- _How to complete this task_
From the first line of the records through the line containing "that reference each", retype every line exactly and nothing else.

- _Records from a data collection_

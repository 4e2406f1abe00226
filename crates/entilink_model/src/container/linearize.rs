//! Pre-transaction linearization: temporary ids, cuids and by-name
//! dereferencing.
//!
//! Insert and update payloads may contain entities that reference each
//! other before any of them has a permanent id. Linearization makes such a
//! batch self-consistent: every unsaved entity gets a temporary negative
//! id and a cuid, and every property or parent that names another entity
//! of the same batch is turned into a direct reference carrying that
//! entity's temporary id.

use crate::container::Container;
use crate::entity::Entity;
use crate::types::{Cuid, EntityId};
use std::collections::{HashMap, HashSet};
use tracing::debug;

impl Container {
    /// Prepares the container for an insert or update transaction.
    ///
    /// Temporary ids are strictly negative, pairwise distinct and strictly
    /// below every id already present in the local graph, so they can
    /// never collide within the batch. Entities that already carry ids and
    /// cuids are untouched, making the pass idempotent.
    pub fn linearize(&mut self) {
        // By-name references resolve against the names of the container's
        // own entities; such children must not be mistaken for new
        // entities of their own.
        let reference_names: HashSet<String> = self
            .iter()
            .filter_map(|e| e.name().map(str::to_string))
            .collect();

        let mut floor: i64 = 0;
        for entity in self.iter() {
            collect_min_id(entity, &mut floor);
        }

        let mut next = floor;
        let mut assigned = 0usize;
        for entity in self.iter_mut() {
            assign_tmp_ids(entity, &reference_names, true, &mut next, &mut assigned);
        }

        for entity in self.iter_mut() {
            assign_cuids(entity, &reference_names, true);
        }

        let targets: HashMap<String, Entity> = {
            let mut map = HashMap::new();
            for entity in self.iter() {
                if let Some(name) = entity.name() {
                    map.entry(name.to_string()).or_insert_with(|| entity.clone());
                }
            }
            map
        };
        for entity in self.iter_mut() {
            dereference(entity, &targets);
        }

        debug!(assigned, floor = next, "linearized container");
    }
}

/// Tracks the minimum id over the whole graph: entities and, recursively,
/// their properties.
fn collect_min_id(entity: &Entity, min: &mut i64) {
    if let Some(id) = entity.id() {
        *min = (*min).min(id.as_i64());
    }
    for entry in entity.properties.iter() {
        collect_min_id(&entry.entity, min);
    }
}

fn is_reference(entity: &Entity, reference_names: &HashSet<String>) -> bool {
    entity.id().is_none()
        && entity
            .name()
            .is_some_and(|name| reference_names.contains(name))
}

fn assign_tmp_ids(
    entity: &mut Entity,
    reference_names: &HashSet<String>,
    top_level: bool,
    next: &mut i64,
    assigned: &mut usize,
) {
    // Children that merely name another entity of the batch are resolved
    // by dereferencing instead of getting an id of their own.
    let skip = !top_level && is_reference(entity, reference_names);
    if entity.id().is_none() && !skip {
        *next -= 1;
        entity.assign_tmp_id(EntityId::new(*next));
        *assigned += 1;
    }
    for entry in entity.properties.iter_mut() {
        assign_tmp_ids(&mut entry.entity, reference_names, false, next, assigned);
    }
    entity.properties.refresh_indexes();
}

fn assign_cuids(entity: &mut Entity, reference_names: &HashSet<String>, top_level: bool) {
    let skip = !top_level && is_reference(entity, reference_names);
    if entity.cuid().is_none() && !skip {
        entity.set_cuid(Cuid::generate(entity.id()));
    }
    for entry in entity.properties.iter_mut() {
        assign_cuids(&mut entry.entity, reference_names, false);
    }
}

fn dereference(entity: &mut Entity, targets: &HashMap<String, Entity>) {
    for entry in entity.properties.iter_mut() {
        try_wrap(&mut entry.entity, targets);
        dereference(&mut entry.entity, targets);
    }
    for entry in entity.parents.iter_mut() {
        try_wrap(&mut entry.entity, targets);
    }
    entity.properties.refresh_indexes();
}

fn try_wrap(child: &mut Entity, targets: &HashMap<String, Entity>) {
    if child.id().is_some() || child.wrapped().is_some() {
        return;
    }
    let Some(target) = child.name().and_then(|name| targets.get(name)) else {
        return;
    };
    child.wrap(target.clone());
}

#[cfg(test)]
mod tests {
    use super::*;
    use crate::container::Container;
    use proptest::prelude::*;

    fn tmp_ids(container: &Container) -> Vec<i64> {
        container
            .iter()
            .filter_map(|e| e.id())
            .filter(|id| id.is_temporary())
            .map(|id| id.as_i64())
            .collect()
    }

    #[test]
    fn two_unsaved_entities_get_minus_one_and_minus_two() {
        let mut container = Container::new();
        container.push(Entity::record("A"));
        container.push(Entity::record("B"));

        container.linearize();
        assert_eq!(tmp_ids(&container), vec![-1, -2]);
    }

    #[test]
    fn tmp_ids_stay_below_existing_minimum() {
        let mut container = Container::new();
        let mut existing = Entity::record("old");
        existing.assign_tmp_id(EntityId::new(-5));
        container.push(existing);
        container.push(Entity::record("new"));

        container.linearize();
        assert_eq!(container[1].id(), Some(EntityId::new(-6)));
    }

    #[test]
    fn property_ids_count_toward_the_minimum() {
        let mut container = Container::new();
        let mut record = Entity::record("r");
        let mut prop = Entity::property("p");
        prop.assign_tmp_id(EntityId::new(-3));
        record.add_property(prop);
        container.push(record);

        container.linearize();
        // The record itself was id-less and starts below the property id.
        assert_eq!(container[0].id(), Some(EntityId::new(-4)));
    }

    #[test]
    fn unsaved_properties_get_ids_and_cuids() {
        let mut container = Container::new();
        let mut record = Entity::record("r");
        record.add_property(Entity::property("measurement"));
        container.push(record);

        container.linearize();
        let entry = container[0].get_property("measurement").unwrap();
        assert!(entry.entity.id().unwrap().is_temporary());
        assert!(entry.entity.cuid().is_some());
        assert_ne!(container[0].id(), entry.entity.id());
    }

    #[test]
    fn every_entity_gets_a_cuid_embedding_its_tmp_id() {
        let mut container = Container::new();
        container.push(Entity::record("A"));

        container.linearize();
        let cuid = container[0].cuid().unwrap();
        assert!(cuid.as_str().starts_with("-1--"));
    }

    #[test]
    fn by_name_property_reference_is_dereferenced() {
        // One batch creates the record type and a property pointing at it.
        let mut container = Container::new();
        container.push(Entity::record_type("Person"));
        let mut record = Entity::record("r");
        record.add_property(Entity::new(crate::types::Role::Property).with_name("Person"));
        container.push(record);

        container.linearize();

        let person_id = container[0].id().unwrap();
        assert!(person_id.is_temporary());

        let entry = container[1].get_property("Person").unwrap();
        // The reference carries the target's temporary id via delegation,
        // not an id of its own.
        assert_eq!(entry.entity.id(), Some(person_id));
        assert!(entry.entity.wrapped().is_some());
    }

    #[test]
    fn by_name_parent_reference_is_dereferenced() {
        let mut container = Container::new();
        container.push(Entity::record_type("Base"));
        let mut record = Entity::record("r");
        record.add_parent(Entity::new(crate::types::Role::Parent).with_name("Base"));
        container.push(record);

        container.linearize();

        let base_id = container[0].id().unwrap();
        let parent = container[1].get_parent("Base").unwrap();
        assert_eq!(parent.entity.id(), Some(base_id));
    }

    #[test]
    fn linearize_is_idempotent() {
        let mut container = Container::new();
        container.push(Entity::record("A"));
        container.push(Entity::record("B"));

        container.linearize();
        let ids = tmp_ids(&container);
        let cuids: Vec<_> = container
            .iter()
            .map(|e| e.cuid().unwrap().clone())
            .collect();

        container.linearize();
        assert_eq!(tmp_ids(&container), ids);
        let cuids_after: Vec<_> = container
            .iter()
            .map(|e| e.cuid().unwrap().clone())
            .collect();
        assert_eq!(cuids_after, cuids);
    }

    proptest! {
        #[test]
        fn tmp_ids_are_negative_distinct_and_below_existing(
            existing in prop::collection::vec(-1000i64..1000, 0..20),
            unsaved in 1usize..20,
        ) {
            let mut container = Container::new();
            let mut seen = HashSet::new();
            for id in &existing {
                if !seen.insert(*id) {
                    continue;
                }
                let mut entity = Entity::record(format!("e{id}"));
                // Direct assignment covers negative pre-existing ids too.
                entity.assign_tmp_id(EntityId::new(*id));
                container.push(entity);
            }
            for i in 0..unsaved {
                container.push(Entity::record(format!("new{i}")));
            }

            container.linearize();

            let pre_min = existing.iter().copied().min().unwrap_or(0).min(0);
            let new_ids: Vec<i64> = container
                .iter()
                .skip(seen.len())
                .map(|e| e.id().unwrap().as_i64())
                .collect();

            let mut distinct = HashSet::new();
            for id in &new_ids {
                prop_assert!(*id < 0, "tmp id {id} not negative");
                prop_assert!(*id < pre_min, "tmp id {id} not below {pre_min}");
                prop_assert!(distinct.insert(*id), "tmp id {id} duplicated");
            }
        }
    }
}
pub mod cert;
pub mod cli;
pub mod config;
pub mod crypto;
pub mod error;
pub mod import;
pub mod issuer;
pub mod registry;
pub mod renew;
pub mod request;
pub mod responder;
pub mod server;
pub mod solver;
pub mod store;
pub mod time;
pub mod trust_store;

pub const CRATE_NAME: &str = env!("CARGO_PKG_NAME");
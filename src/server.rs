use crate::CRATE_NAME;
use crate::responder::respond;
use crate::store::ChallengeStore;
use anyhow::Context;
use http::uri::Authority;
use http::{Method, StatusCode};
use http_body_util::Full;
use hyper::body::Bytes;
use hyper::server::conn::http1;
use hyper::service::service_fn;
use hyper::{Request, Response};
use hyper_util::rt::TokioIo;
use std::net::SocketAddr;
use std::sync::Arc;
use tokio::net::TcpListener;
use tokio::sync::Semaphore;
use tokio_util::sync::CancellationToken;
use tracing::{debug, error, info};

const MAX_OPEN_CONNECTIONS: usize = 200;
const CHALLENGE_PATH_PREFIX: &str = "/.well-known/acme-challenge/";
const HEALTH_CHECK_PATH: &str = "/hc";

pub async fn bind(address: SocketAddr) -> anyhow::Result<TcpListener> {
    TcpListener::bind(address)
        .await
        .with_context(|| format!("Binding challenge responder to {address} failed"))
}

/// Serves HTTP-01 proofs from `store` on `listener` until `cancellation_token` fires.
pub async fn serve(
    listener: TcpListener,
    store: Arc<dyn ChallengeStore>,
    cancellation_token: CancellationToken,
) -> anyhow::Result<()> {
    if let Ok(address) = listener.local_addr() {
        info!("Challenge responder listening on http://{address}");
    }
    // Limit the max number of open connections to avoid an FD-based DoS
    let connection_limiter = Arc::new(Semaphore::new(MAX_OPEN_CONNECTIONS));
    loop {
        let permit = connection_limiter
            .clone()
            .acquire_owned()
            .await
            .context("Connection Limiter failed")?;
        let (client, client_addr) = tokio::select! {
            accept_result = listener.accept() => {
                match accept_result {
                    Ok(accepted) => accepted,
                    Err(e) => {
                        error!("Failed to accept incoming connection: {e}");
                        continue;
                    }
                }
            }
            () = cancellation_token.cancelled() => {
                info!("Challenge responder shutting down");
                break;
            }
        };
        debug!("Accepted connection from {client_addr}");

        let io = TokioIo::new(client);
        let store = store.clone();
        tokio::task::spawn(async move {
            if let Err(err) = http1::Builder::new()
                .keep_alive(true)
                .serve_connection(
                    io,
                    service_fn(|request| async { http_handler(store.as_ref(), request).await }),
                )
                .await
            {
                error!("Error serving connection: {err}");
            }
            // Explicit drop to move the permit to this task
            drop(permit);
        });
    }
    Ok(())
}

async fn http_handler<B>(
    store: &dyn ChallengeStore,
    request: Request<B>,
) -> anyhow::Result<Response<Full<Bytes>>> {
    let path = request.uri().path();
    if path == HEALTH_CHECK_PATH {
        return text_response(StatusCode::OK, "OK");
    }
    let Some(token) = path
        .strip_prefix(CHALLENGE_PATH_PREFIX)
        .filter(|token| !token.is_empty() && !token.contains('/'))
    else {
        return text_response(StatusCode::NOT_FOUND, "Not found");
    };
    if request.method() != Method::GET {
        return text_response(StatusCode::METHOD_NOT_ALLOWED, "Method not allowed");
    }
    let host = request_host(&request).unwrap_or_default();
    let response = respond(store, &host, token).await;
    text_response(response.status, response.body)
}

/// Host the request was addressed to, without the port.
fn request_host<B>(request: &Request<B>) -> Option<String> {
    if let Some(host) = request.uri().host() {
        return Some(host.to_string());
    }
    let header = request.headers().get(http::header::HOST)?.to_str().ok()?;
    let authority = header.parse::<Authority>().ok()?;
    Some(authority.host().to_string())
}

fn text_response(
    status: StatusCode,
    body: impl Into<Bytes>,
) -> anyhow::Result<Response<Full<Bytes>>> {
    Ok(Response::builder()
        .status(status)
        .header(http::header::SERVER, CRATE_NAME)
        .header(http::header::CONTENT_TYPE, "text/plain")
        .body(Full::new(body.into()))?)
}
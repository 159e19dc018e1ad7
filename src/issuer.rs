use crate::solver::{ChallengeKind, ChallengeSolver};
use crate::time::humanize_duration_core;
use anyhow::{Context, Error, anyhow, bail};
use async_trait::async_trait;
use http::Request;
use hyper::body::Bytes;
use instant_acme::{
    Account, AccountBuilder, AuthorizationStatus, BodyWrapper, BytesResponse, ChallengeType,
    HttpClient, Identifier, NewAccount, NewOrder, Order, OrderStatus, RetryPolicy,
};
use std::future::Future;
use std::pin::Pin;
use std::sync::Arc;
use std::time::Duration;
use tokio::sync::OnceCell;
use tokio::time::Instant;
use tracing::{debug, info, warn};
use url::Url;

pub const LETS_ENCRYPT_DIRECTORY: &str = "https://acme-v02.api.letsencrypt.org/directory";

const INITIAL_POLL_DELAY: Duration = Duration::from_millis(250);
const MAX_POLL_DELAY: Duration = Duration::from_secs(5);

/// Material of a freshly issued certificate, all PEM encoded.
#[derive(Debug, Clone, PartialEq, Eq)]
pub struct IssuedCertificate {
    /// The leaf, possibly followed by the issuer chain
    pub certificate: String,
    pub chain: Option<String>,
    pub private_key: String,
}

/// Something that can issue certificates, proving control of the domains through `solver`.
#[async_trait]
pub trait CertificateAuthority: Send + Sync {
    async fn obtain(
        &self,
        domains: &[String],
        solver: &dyn ChallengeSolver,
    ) -> Result<IssuedCertificate, Error>;
}

/// A challenge that was successfully presented and must be cleaned up.
struct PresentedChallenge {
    domain: String,
    token: String,
    key_auth: String,
}

struct SharedHttpClient(Arc<dyn HttpClient>);

impl HttpClient for SharedHttpClient {
    fn request(
        &self,
        req: Request<BodyWrapper<Bytes>>,
    ) -> Pin<Box<dyn Future<Output = Result<BytesResponse, instant_acme::Error>> + Send>> {
        self.0.request(req)
    }
}

/// [`CertificateAuthority`] talking ACME through `instant-acme`.
pub struct AcmeIssuer {
    directory_url: Url,
    contact_email: Option<String>,
    poll_timeout: Duration,
    http_client: Option<Arc<dyn HttpClient>>,
    account: OnceCell<Account>,
}

impl AcmeIssuer {
    pub fn new(directory_url: Url, contact_email: Option<String>, poll_timeout: Duration) -> Self {
        Self {
            directory_url,
            contact_email,
            poll_timeout,
            http_client: None,
            account: OnceCell::new(),
        }
    }

    /// Talks to the CA through `http_client` instead of the built-in HTTPS client.
    pub fn with_http_client(mut self, http_client: Arc<dyn HttpClient>) -> Self {
        self.http_client = Some(http_client);
        self
    }

    async fn account(&self) -> Result<&Account, Error> {
        self.account
            .get_or_try_init(|| async { self.create_account().await })
            .await
    }

    fn account_builder(&self) -> Result<AccountBuilder, Error> {
        match &self.http_client {
            Some(http_client) => Ok(Account::builder_with_http(Box::new(SharedHttpClient(
                http_client.clone(),
            )))),
            None => Account::builder().context("Setting up ACME HTTP client failed"),
        }
    }

    async fn create_account(&self) -> Result<Account, Error> {
        let contact = self
            .contact_email
            .as_ref()
            .map(|email| format!("mailto:{email}"));
        let contact_refs: Vec<&str> = contact.iter().map(String::as_str).collect();
        let new_account = NewAccount {
            contact: &contact_refs,
            terms_of_service_agreed: true,
            only_return_existing: false,
        };
        debug!("Registering ACME account at {}", self.directory_url);
        let (account, _credentials) = self
            .account_builder()?
            .create(&new_account, self.directory_url.to_string(), None)
            .await
            .with_context(|| format!("Creating ACME account at {} failed", self.directory_url))?;
        Ok(account)
    }

    /// Presents a challenge for every pending authorization, tells the CA to validate them and
    /// waits for the verdict. Successfully presented challenges are recorded in `presented`
    /// even when a later step fails.
    ///
    /// TLS-ALPN-01 proofs of all domains go through the same placeholder certificate, so each
    /// one has to be validated before the next one replaces it.
    async fn authorize(
        &self,
        order: &mut Order,
        solver: &dyn ChallengeSolver,
        presented: &mut Vec<PresentedChallenge>,
    ) -> Result<(), Error> {
        let one_at_a_time = solver.challenge_kind() == ChallengeKind::TlsAlpn01;
        while let Some(domain) = present_next(order, solver, presented).await? {
            if one_at_a_time {
                self.await_authorization(order, &domain).await?;
            }
        }

        let retry_policy = RetryPolicy::new().timeout(self.poll_timeout);
        let status = order
            .poll_ready(&retry_policy)
            .await
            .context("Waiting for the order to become ready failed")?;
        match status {
            OrderStatus::Ready | OrderStatus::Valid => {
                info!("Finished authorizing all identifiers");
                Ok(())
            }
            status => bail!("Order has unacceptable status {status:?} after validation"),
        }
    }

    /// Polls the order until the CA has decided on the authorization for `domain`.
    async fn await_authorization(&self, order: &mut Order, domain: &str) -> Result<(), Error> {
        let deadline = Instant::now() + self.poll_timeout;
        let mut delay = INITIAL_POLL_DELAY;
        loop {
            tokio::time::sleep(delay).await;
            order
                .refresh()
                .await
                .with_context(|| format!("Refreshing order while validating {domain} failed"))?;
            match authorization_status(order, domain).await? {
                AuthorizationStatus::Valid => {
                    info!("Authorization for {domain} is valid");
                    return Ok(());
                }
                AuthorizationStatus::Pending => {
                    debug!("Authorization for {domain} is still pending");
                }
                status => bail!("Authorization for {domain} failed with status {status:?}"),
            }
            delay = (delay * 2).min(MAX_POLL_DELAY);
            if Instant::now() + delay > deadline {
                let timeout = humanize_duration_core(self.poll_timeout)
                    .unwrap_or_else(|_| format!("{:?}", self.poll_timeout));
                bail!("CA did not validate {domain} within {timeout}");
            }
        }
    }
}

/// Presents the challenge of the first pending authorization that has not been presented yet
/// and asks the CA to validate it. Returns the domain, or `None` when nothing is left.
async fn present_next(
    order: &mut Order,
    solver: &dyn ChallengeSolver,
    presented: &mut Vec<PresentedChallenge>,
) -> Result<Option<String>, Error> {
    let challenge_type = match solver.challenge_kind() {
        ChallengeKind::Http01 => ChallengeType::Http01,
        ChallengeKind::TlsAlpn01 => ChallengeType::TlsAlpn01,
    };
    let mut authorizations = order.authorizations();
    while let Some(authorization) = authorizations.next().await {
        let mut authorization = authorization.context("Retrieving authorization failed")?;
        let domain = match authorization.identifier().identifier {
            Identifier::Dns(domain) => domain.clone(),
            other => bail!("Order contains unsupported identifier {other:?}"),
        };
        if presented.iter().any(|challenge| challenge.domain == domain) {
            continue;
        }
        match authorization.status {
            AuthorizationStatus::Valid => {
                debug!("Authorization for {domain} already valid");
                continue;
            }
            AuthorizationStatus::Pending => {
                info!("Found pending authorization for {domain}, trying to authorize");
            }
            status => bail!("Authorization for {domain} has unacceptable status {status:?}"),
        }
        let mut challenge = authorization.challenge(challenge_type.clone()).ok_or(anyhow!(
            "Authorization for {domain} did not offer a {} challenge",
            solver.challenge_kind()
        ))?;
        let key_auth = challenge.key_authorization().as_str().to_string();
        let token = challenge.token.clone();
        solver
            .present(&domain, &token, &key_auth)
            .await
            .with_context(|| {
                format!(
                    "Presenting challenge for {domain} with {} failed",
                    solver.long_name()
                )
            })?;
        presented.push(PresentedChallenge {
            domain: domain.clone(),
            token,
            key_auth,
        });
        debug!(
            "{} presented challenge for {domain}, asking the CA to validate",
            solver.short_name()
        );
        challenge
            .set_ready()
            .await
            .with_context(|| format!("Requesting validation for {domain} failed"))?;
        return Ok(Some(domain));
    }
    Ok(None)
}

async fn authorization_status(order: &mut Order, domain: &str) -> Result<AuthorizationStatus, Error> {
    let mut authorizations = order.authorizations();
    while let Some(authorization) = authorizations.next().await {
        let authorization = authorization.context("Retrieving authorization failed")?;
        if matches!(authorization.identifier().identifier, Identifier::Dns(name) if name == domain) {
            return Ok(authorization.status);
        }
    }
    bail!("Order has no authorization for {domain}")
}

#[async_trait]
impl CertificateAuthority for AcmeIssuer {
    async fn obtain(
        &self,
        domains: &[String],
        solver: &dyn ChallengeSolver,
    ) -> Result<IssuedCertificate, Error> {
        let names = domains.join(", ");
        info!(
            "Issuing certificate for {names} at {} using {}",
            self.directory_url,
            solver.long_name()
        );
        let account = self.account().await?;
        let identifiers = domains
            .iter()
            .map(|domain| Identifier::Dns(domain.clone()))
            .collect::<Vec<_>>();
        let mut order = account
            .new_order(&NewOrder::new(&identifiers))
            .await
            .context("Error creating new order")?;

        let mut presented = Vec::new();
        let authorized = self.authorize(&mut order, solver, &mut presented).await;
        for challenge in &presented {
            if let Err(e) = solver
                .clean_up(&challenge.domain, &challenge.token, &challenge.key_auth)
                .await
            {
                warn!(
                    "Challenge solver {} for {} encountered an error during cleanup: {e:#}",
                    solver.long_name(),
                    challenge.domain
                );
            }
        }
        authorized.context("Error authorizing certificate issuance")?;

        let private_key = order.finalize().await.context("Error finalizing order")?;
        let retry_policy = RetryPolicy::new().timeout(self.poll_timeout);
        let certificate = order
            .poll_certificate(&retry_policy)
            .await
            .context("Downloading certificate failed")?;
        info!("Successfully issued a certificate for {names}");
        Ok(IssuedCertificate {
            certificate,
            chain: None,
            private_key,
        })
    }
}
//! Durable persistence of HTTP-01 challenges between the invocation that presents them and the
//! (entirely separate) invocation that answers the CA's validation request.

use crate::error::StoreError;
use async_trait::async_trait;
use parking_lot::Mutex;
use std::collections::HashMap;
use std::sync::Arc;

pub mod dynamodb;

/// Everything needed to answer one HTTP-01 validation request. `token` is the identity.
#[derive(Debug, Clone, PartialEq, Eq)]
pub struct Challenge {
    pub domain: String,
    pub token: String,
    pub key_auth: String,
}

impl Challenge {
    pub fn new(
        domain: impl Into<String>,
        token: impl Into<String>,
        key_auth: impl Into<String>,
    ) -> Self {
        Self {
            domain: domain.into(),
            token: token.into(),
            key_auth: key_auth.into(),
        }
    }
}

/// Key-value persistence of [`Challenge`]s, keyed by token.
///
/// Implementations must serve `get` with read-after-write consistency: the writer and the reader
/// are different processes with nothing else synchronizing them.
#[async_trait]
pub trait ChallengeStore: Send + Sync {
    /// Inserts or replaces the challenge stored under `challenge.token`.
    async fn put(&self, challenge: &Challenge) -> Result<(), StoreError>;
    async fn get(&self, token: &str) -> Result<Challenge, StoreError>;
    /// Removes the challenge. Removing a token that does not exist succeeds.
    async fn delete(&self, token: &str) -> Result<(), StoreError>;
}

#[async_trait]
impl<T: ChallengeStore + ?Sized> ChallengeStore for Arc<T> {
    async fn put(&self, challenge: &Challenge) -> Result<(), StoreError> {
        (**self).put(challenge).await
    }

    async fn get(&self, token: &str) -> Result<Challenge, StoreError> {
        (**self).get(token).await
    }

    async fn delete(&self, token: &str) -> Result<(), StoreError> {
        (**self).delete(token).await
    }
}

/// Process-local store, for tests and single-process setups where presenter and responder
/// share memory.
#[derive(Debug, Default)]
pub struct MemoryStore {
    challenges: Mutex<HashMap<String, Challenge>>,
}

impl MemoryStore {
    pub fn new() -> Self {
        Self::default()
    }

    pub fn len(&self) -> usize {
        self.challenges.lock().len()
    }

    pub fn is_empty(&self) -> bool {
        self.challenges.lock().is_empty()
    }
}

#[async_trait]
impl ChallengeStore for MemoryStore {
    async fn put(&self, challenge: &Challenge) -> Result<(), StoreError> {
        self.challenges
            .lock()
            .insert(challenge.token.clone(), challenge.clone());
        Ok(())
    }

    async fn get(&self, token: &str) -> Result<Challenge, StoreError> {
        self.challenges
            .lock()
            .get(token)
            .cloned()
            .ok_or(StoreError::NotFound)
    }

    async fn delete(&self, token: &str) -> Result<(), StoreError> {
        self.challenges.lock().remove(token);
        Ok(())
    }
}
use crate::store::{Challenge, ChallengeStore};
use anyhow::{Context, Error};
use async_trait::async_trait;
use std::fmt::{Display, Formatter};
use tracing::{debug, info};

pub mod object_storage;
pub mod tls_alpn;

/// Directory under which HTTP-01 proofs are expected, relative to the domain's web root.
pub const WELL_KNOWN_PREFIX: &str = ".well-known/acme-challenge/";

/// Object key (or URL path without the leading slash) of the HTTP-01 proof for `token`.
pub fn challenge_path(token: &str) -> String {
    format!("{WELL_KNOWN_PREFIX}{token}")
}

#[derive(Debug, Clone, Copy, PartialEq, Eq, Hash)]
pub enum ChallengeKind {
    Http01,
    TlsAlpn01,
}

impl Display for ChallengeKind {
    fn fmt(&self, f: &mut Formatter<'_>) -> std::fmt::Result {
        match self {
            ChallengeKind::Http01 => write!(f, "http-01"),
            ChallengeKind::TlsAlpn01 => write!(f, "tls-alpn-01"),
        }
    }
}

/// Two-phase challenge-provider contract driven by the ACME client.
///
/// `present` must make the proof observable to the CA before returning. Its errors abort the
/// attempt. `clean_up` is called once per presented challenge after the attempt concludes,
/// whatever the outcome; callers log its errors instead of propagating them.
#[async_trait]
pub trait ChallengeSolver: Send + Sync {
    fn long_name(&self) -> &'static str;
    fn short_name(&self) -> &'static str;
    fn challenge_kind(&self) -> ChallengeKind;
    async fn present(&self, domain: &str, token: &str, key_auth: &str) -> Result<(), Error>;
    async fn clean_up(&self, domain: &str, token: &str, key_auth: &str) -> Result<(), Error>;
}

/// HTTP-01 solver that hands the challenge to a [`ChallengeStore`], from where a separately
/// running responder serves it.
#[derive(Debug)]
pub struct StoreSolver<S> {
    store: S,
}

impl<S: ChallengeStore> StoreSolver<S> {
    pub fn new(store: S) -> Self {
        Self { store }
    }
}

#[async_trait]
impl<S: ChallengeStore> ChallengeSolver for StoreSolver<S> {
    fn long_name(&self) -> &'static str {
        "challenge store solver"
    }

    fn short_name(&self) -> &'static str {
        "store"
    }

    fn challenge_kind(&self) -> ChallengeKind {
        ChallengeKind::Http01
    }

    async fn present(&self, domain: &str, token: &str, key_auth: &str) -> Result<(), Error> {
        info!("Presenting HTTP-01 challenge for {domain} with token {token}");
        self.store
            .put(&Challenge::new(domain, token, key_auth))
            .await
            .with_context(|| format!("Storing challenge {token} for {domain} failed"))
    }

    async fn clean_up(&self, domain: &str, token: &str, _key_auth: &str) -> Result<(), Error> {
        match self.store.delete(token).await {
            Ok(()) => {
                info!("Removed HTTP-01 challenge for {domain} with token {token}");
                Ok(())
            }
            Err(err) if err.is_not_found() => {
                debug!("Challenge {token} was already gone");
                Ok(())
            }
            Err(err) => Err(Error::new(err)
                .context(format!("Removing challenge {token} for {domain} failed"))),
        }
    }
}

- _Exercise output_
repository 4e2406f1abe00226
filename crates/entilink_model/src/container/linearize.rs
//! Pre-transaction linearization: temporary ids, cuids and by-name
//! dereferencing.
//!
//! Insert and update payloads may contain entities that reference each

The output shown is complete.